_Records for the task:_
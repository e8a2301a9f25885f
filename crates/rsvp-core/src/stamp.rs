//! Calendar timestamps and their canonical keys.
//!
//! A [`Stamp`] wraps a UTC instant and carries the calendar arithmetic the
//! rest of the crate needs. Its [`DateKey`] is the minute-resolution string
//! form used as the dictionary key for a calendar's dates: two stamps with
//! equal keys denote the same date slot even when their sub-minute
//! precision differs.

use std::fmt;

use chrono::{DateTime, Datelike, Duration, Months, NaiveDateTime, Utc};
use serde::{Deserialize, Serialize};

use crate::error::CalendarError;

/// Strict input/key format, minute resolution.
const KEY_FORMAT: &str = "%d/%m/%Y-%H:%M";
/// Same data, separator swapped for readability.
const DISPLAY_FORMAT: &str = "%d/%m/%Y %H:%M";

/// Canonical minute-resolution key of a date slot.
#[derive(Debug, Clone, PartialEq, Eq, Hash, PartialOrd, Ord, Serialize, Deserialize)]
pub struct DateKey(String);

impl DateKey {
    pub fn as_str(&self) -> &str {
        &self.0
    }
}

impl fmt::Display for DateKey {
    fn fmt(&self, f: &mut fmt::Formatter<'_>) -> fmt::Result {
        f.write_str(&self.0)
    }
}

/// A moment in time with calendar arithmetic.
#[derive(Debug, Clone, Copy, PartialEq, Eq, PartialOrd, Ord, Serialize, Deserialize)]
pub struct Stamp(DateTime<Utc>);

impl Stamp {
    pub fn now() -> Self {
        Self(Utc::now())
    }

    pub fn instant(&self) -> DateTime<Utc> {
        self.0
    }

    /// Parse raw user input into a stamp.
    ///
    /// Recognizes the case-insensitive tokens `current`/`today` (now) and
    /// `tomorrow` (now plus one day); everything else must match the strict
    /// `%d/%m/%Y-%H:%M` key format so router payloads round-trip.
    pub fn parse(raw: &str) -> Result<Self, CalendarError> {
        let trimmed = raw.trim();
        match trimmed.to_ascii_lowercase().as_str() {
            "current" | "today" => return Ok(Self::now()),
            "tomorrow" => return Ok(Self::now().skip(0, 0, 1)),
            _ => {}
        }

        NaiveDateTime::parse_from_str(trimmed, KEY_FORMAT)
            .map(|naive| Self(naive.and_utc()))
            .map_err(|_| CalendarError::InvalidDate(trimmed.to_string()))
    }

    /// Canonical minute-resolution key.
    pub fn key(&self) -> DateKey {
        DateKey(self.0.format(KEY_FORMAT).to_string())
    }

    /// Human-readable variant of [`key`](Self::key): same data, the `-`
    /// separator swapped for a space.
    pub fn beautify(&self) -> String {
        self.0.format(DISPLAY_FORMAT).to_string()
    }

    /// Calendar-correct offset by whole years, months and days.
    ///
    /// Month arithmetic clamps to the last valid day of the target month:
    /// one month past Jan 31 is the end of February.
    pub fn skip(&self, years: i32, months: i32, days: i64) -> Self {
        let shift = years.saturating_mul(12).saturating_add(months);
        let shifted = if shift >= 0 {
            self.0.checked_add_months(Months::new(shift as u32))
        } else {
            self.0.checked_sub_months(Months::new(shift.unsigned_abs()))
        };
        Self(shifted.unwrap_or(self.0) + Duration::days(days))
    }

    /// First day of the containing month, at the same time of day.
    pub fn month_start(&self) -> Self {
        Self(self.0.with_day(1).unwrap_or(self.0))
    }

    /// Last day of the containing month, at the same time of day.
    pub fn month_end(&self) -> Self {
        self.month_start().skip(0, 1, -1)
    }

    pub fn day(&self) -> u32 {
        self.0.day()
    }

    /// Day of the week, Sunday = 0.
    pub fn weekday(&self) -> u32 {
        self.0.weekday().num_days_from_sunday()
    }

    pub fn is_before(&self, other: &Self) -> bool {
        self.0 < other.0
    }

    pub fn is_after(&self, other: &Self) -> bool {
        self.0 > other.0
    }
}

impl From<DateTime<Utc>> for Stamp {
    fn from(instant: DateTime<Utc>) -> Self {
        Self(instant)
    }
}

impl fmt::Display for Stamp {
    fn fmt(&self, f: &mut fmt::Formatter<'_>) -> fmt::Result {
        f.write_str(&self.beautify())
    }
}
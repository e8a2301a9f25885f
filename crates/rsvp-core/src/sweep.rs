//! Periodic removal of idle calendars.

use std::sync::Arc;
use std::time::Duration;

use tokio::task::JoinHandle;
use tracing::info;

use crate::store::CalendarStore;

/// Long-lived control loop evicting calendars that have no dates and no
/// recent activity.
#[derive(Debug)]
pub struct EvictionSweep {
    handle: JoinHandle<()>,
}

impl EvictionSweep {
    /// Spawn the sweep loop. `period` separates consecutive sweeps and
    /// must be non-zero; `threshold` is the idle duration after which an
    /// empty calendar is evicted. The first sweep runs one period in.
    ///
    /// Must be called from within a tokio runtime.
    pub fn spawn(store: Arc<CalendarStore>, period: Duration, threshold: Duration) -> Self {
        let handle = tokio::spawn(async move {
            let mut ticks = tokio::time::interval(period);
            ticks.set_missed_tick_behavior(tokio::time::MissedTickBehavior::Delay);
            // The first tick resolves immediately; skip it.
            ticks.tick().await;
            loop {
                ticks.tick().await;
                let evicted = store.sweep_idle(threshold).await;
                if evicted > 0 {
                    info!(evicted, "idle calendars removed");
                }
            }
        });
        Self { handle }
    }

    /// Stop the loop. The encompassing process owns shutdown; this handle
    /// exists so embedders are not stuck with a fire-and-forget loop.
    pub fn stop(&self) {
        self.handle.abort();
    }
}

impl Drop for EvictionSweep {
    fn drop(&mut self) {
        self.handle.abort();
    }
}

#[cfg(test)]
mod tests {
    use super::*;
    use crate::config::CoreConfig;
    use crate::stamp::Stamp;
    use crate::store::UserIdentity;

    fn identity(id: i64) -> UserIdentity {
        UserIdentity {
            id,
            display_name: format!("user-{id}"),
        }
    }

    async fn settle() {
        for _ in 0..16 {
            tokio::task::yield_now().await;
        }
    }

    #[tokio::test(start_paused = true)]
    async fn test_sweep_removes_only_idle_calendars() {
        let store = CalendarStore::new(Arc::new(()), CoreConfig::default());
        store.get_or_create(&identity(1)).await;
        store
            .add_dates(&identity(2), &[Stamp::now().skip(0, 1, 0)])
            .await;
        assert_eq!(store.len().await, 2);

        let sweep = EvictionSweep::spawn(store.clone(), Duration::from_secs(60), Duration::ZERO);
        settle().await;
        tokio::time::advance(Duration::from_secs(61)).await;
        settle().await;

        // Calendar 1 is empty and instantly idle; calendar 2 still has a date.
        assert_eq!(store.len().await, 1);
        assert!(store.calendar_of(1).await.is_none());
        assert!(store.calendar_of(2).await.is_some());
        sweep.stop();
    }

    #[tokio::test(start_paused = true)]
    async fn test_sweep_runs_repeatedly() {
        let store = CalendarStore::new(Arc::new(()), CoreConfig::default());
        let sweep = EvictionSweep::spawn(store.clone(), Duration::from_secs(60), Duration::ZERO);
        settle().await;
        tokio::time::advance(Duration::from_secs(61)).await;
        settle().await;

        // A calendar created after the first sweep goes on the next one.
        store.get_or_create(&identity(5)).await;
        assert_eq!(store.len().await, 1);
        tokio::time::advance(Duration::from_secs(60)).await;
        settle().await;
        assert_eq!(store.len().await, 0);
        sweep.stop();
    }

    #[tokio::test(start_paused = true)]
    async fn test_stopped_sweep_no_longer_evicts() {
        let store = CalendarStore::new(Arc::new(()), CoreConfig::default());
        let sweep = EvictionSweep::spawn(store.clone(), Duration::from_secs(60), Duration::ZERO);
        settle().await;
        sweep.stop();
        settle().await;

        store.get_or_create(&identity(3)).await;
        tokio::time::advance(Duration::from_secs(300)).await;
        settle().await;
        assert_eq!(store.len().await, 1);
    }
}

_Problem description:_ Print out all the entries precisely as written.

_Expected answer:_
repository e8a2301a9f25885f
filename crates/rsvp-core/src/stamp.rs
//! Calendar timestamps and their canonical keys.
//!
//! A [`Stamp`] wraps a UTC instant and carries the calendar arithmetic the
//! rest of the crate needs. Its [`DateKey`] is the minute-resolution string
//! form used as the dictionary key for a calendar's dates: two stamps with
//! equal keys denote the same date slot even when their sub-minute
//! precision differs.

use std::fmt;

use chrono::{DateTime, Datelike, Duration, Months, NaiveDateTime, Utc};
use serde::{Deserialize, Serialize};

use crate::error::CalendarError;

/// Strict input/key format, minute resolution.
const KEY_FORMAT: &str = "%d/%m/%Y-%H:%M";
/// Same data, separator swapped for readability.
const DISPLAY_FORMAT: &str = "%d/%m/%Y %H:%M";

/// Canonical minute-resolution key of a date slot.
#[derive(Debug, Clone, PartialEq, Eq, Hash, PartialOrd, Ord, Serialize, Deserialize)]
pub struct DateKey(String);

impl DateKey {
    pub fn as_str(&self) -> &str {
        &self.0
    }
}

impl fmt::Display for DateKey {
    fn fmt(&self, f: &mut fmt::Formatter<'_>) -> fmt::Result {
        f.write_str(&self.0)
    }
}

/// A moment in time with calendar arithmetic.
#[derive(Debug, Clone, Copy, PartialEq, Eq, PartialOrd, Ord, Serialize, Deserialize)]
pub struct Stamp(DateTime<Utc>);

impl Stamp {
    pub fn now() -> Self {
        Self(Utc::now())
    }

    pub fn instant(&self) -> DateTime<Utc> {
        self.0
    }

    /// Parse raw user input into a stamp.
    ///
    /// Recognizes the case-insensitive tokens `current`/`today` (now) and
    /// `tomorrow` (now plus one day); everything else must match the strict
    /// `%d/%m/%Y-%H:%M` key format so router payloads round-trip.
    pub fn parse(raw: &str) -> Result<Self, CalendarError> {
        let trimmed = raw.trim();
        match trimmed.to_ascii_lowercase().as_str() {
            "current" | "today" => return Ok(Self::now()),
            "tomorrow" => return Ok(Self::now().skip(0, 0, 1)),
            _ => {}
        }

        NaiveDateTime::parse_from_str(trimmed, KEY_FORMAT)
            .map(|naive| Self(naive.and_utc()))
            .map_err(|_| CalendarError::InvalidDate(trimmed.to_string()))
    }

    /// Canonical minute-resolution key.
    pub fn key(&self) -> DateKey {
        DateKey(self.0.format(KEY_FORMAT).to_string())
    }

    /// Human-readable variant of [`key`](Self::key): same data, the `-`
    /// separator swapped for a space.
    pub fn beautify(&self) -> String {
        self.0.format(DISPLAY_FORMAT).to_string()
    }

    /// Calendar-correct offset by whole years, months and days.
    ///
    /// Month arithmetic clamps to the last valid day of the target month:
    /// one month past Jan 31 is the end of February.
    pub fn skip(&self, years: i32, months: i32, days: i64) -> Self {
        let shift = years.saturating_mul(12).saturating_add(months);
        let shifted = if shift >= 0 {
            self.0.checked_add_months(Months::new(shift as u32))
        } else {
            self.0.checked_sub_months(Months::new(shift.unsigned_abs()))
        };
        Self(shifted.unwrap_or(self.0) + Duration::days(days))
    }

    /// First day of the containing month, at the same time of day.
    pub fn month_start(&self) -> Self {
        Self(self.0.with_day(1).unwrap_or(self.0))
    }

    /// Last day of the containing month, at the same time of day.
    pub fn month_end(&self) -> Self {
        self.month_start().skip(0, 1, -1)
    }

    pub fn day(&self) -> u32 {
        self.0.day()
    }

    /// Day of the week, Sunday = 0.
    pub fn weekday(&self) -> u32 {
        self.0.weekday().num_days_from_sunday()
    }

    pub fn is_before(&self, other: &Self) -> bool {
        self.0 < other.0
    }

    pub fn is_after(&self, other: &Self) -> bool {
        self.0 > other.0
    }
}

impl From<DateTime<Utc>> for Stamp {
    fn from(instant: DateTime<Utc>) -> Self {
        Self(instant)
    }
}

impl fmt::Display for Stamp {
    fn fmt(&self, f: &mut fmt::Formatter<'_>) -> fmt::Result {
        f.write_str(&self.beautify())
    }
}
repository e8a2301a9f25885f
filename crates/rsvp-core/src/sweep.rs
//! Periodic removal of idle calendars.

use std::sync::Arc;
use std::time::Duration;

use tokio::task::JoinHandle;
use tracing::info;

use crate::store::CalendarStore;

/// Long-lived control loop evicting calendars that have no dates and no
/// recent activity.
#[derive(Debug)]
pub struct EvictionSweep {
    handle: JoinHandle<()>,
}

impl EvictionSweep {
    /// Spawn the sweep loop. `period` separates consecutive sweeps and
    /// must be non-zero; `threshold` is the idle duration after which an
    /// empty calendar is evicted. The first sweep runs one period in.
    ///
    /// Must be called from within a tokio runtime.
    pub fn spawn(store: Arc<CalendarStore>, period: Duration, threshold: Duration) -> Self {
        let handle = tokio::spawn(async move {
            let mut ticks = tokio::time::interval(period);
            ticks.set_missed_tick_behavior(tokio::time::MissedTickBehavior::Delay);
            // The first tick resolves immediately; skip it.
            ticks.tick().await;
            loop {
                ticks.tick().await;
                let evicted = store.sweep_idle(threshold).await;
                if evicted > 0 {
                    info!(evicted, "idle calendars removed");
                }
            }
        });
        Self { handle }
    }

    /// Stop the loop. The encompassing process owns shutdown; this handle
    /// exists so embedders are not stuck with a fire-and-forget loop.
    pub fn stop(&self) {
        self.handle.abort();
    }
}

impl Drop for EvictionSweep {
    fn drop(&mut self) {
        self.handle.abort();
    }
}

#[cfg(test)]
mod tests {
    use super::*;
    use crate::config::CoreConfig;
    use crate::stamp::Stamp;
    use crate::store::UserIdentity;

    fn identity(id: i64) -> UserIdentity {
        UserIdentity {
            id,
            display_name: format!("user-{id}"),
        }
    }

    async fn settle() {
        for _ in 0..16 {
            tokio::task::yield_now().await;
        }
    }

    #[tokio::test(start_paused = true)]
    async fn test_sweep_removes_only_idle_calendars() {
        let store = CalendarStore::new(Arc::new(()), CoreConfig::default());
        store.get_or_create(&identity(1)).await;
        store
            .add_dates(&identity(2), &[Stamp::now().skip(0, 1, 0)])
            .await;
        assert_eq!(store.len().await, 2);

        let sweep = EvictionSweep::spawn(store.clone(), Duration::from_secs(60), Duration::ZERO);
        settle().await;
        tokio::time::advance(Duration::from_secs(61)).await;
        settle().await;

        // Calendar 1 is empty and instantly idle; calendar 2 still has a date.
        assert_eq!(store.len().await, 1);
        assert!(store.calendar_of(1).await.is_none());
        assert!(store.calendar_of(2).await.is_some());
        sweep.stop();
    }

    #[tokio::test(start_paused = true)]
    async fn test_sweep_runs_repeatedly() {
        let store = CalendarStore::new(Arc::new(()), CoreConfig::default());
        let sweep = EvictionSweep::spawn(store.clone(), Duration::from_secs(60), Duration::ZERO);
        settle().await;
        tokio::time::advance(Duration::from_secs(61)).await;
        settle().await;

        // A calendar created after the first sweep goes on the next one.
        store.get_or_create(&identity(5)).await;
        assert_eq!(store.len().await, 1);
        tokio::time::advance(Duration::from_secs(60)).await;
        settle().await;
        assert_eq!(store.len().await, 0);
        sweep.stop();
    }

    #[tokio::test(start_paused = true)]
    async fn test_stopped_sweep_no_longer_evicts() {
        let store = CalendarStore::new(Arc::new(()), CoreConfig::default());
        let sweep = EvictionSweep::spawn(store.clone(), Duration::from_secs(60), Duration::ZERO);
        settle().await;
        sweep.stop();
        settle().await;

        store.get_or_create(&identity(3)).await;
        tokio::time::advance(Duration::from_secs(300)).await;
        settle().await;
        assert_eq!(store.len().await, 1);
    }
}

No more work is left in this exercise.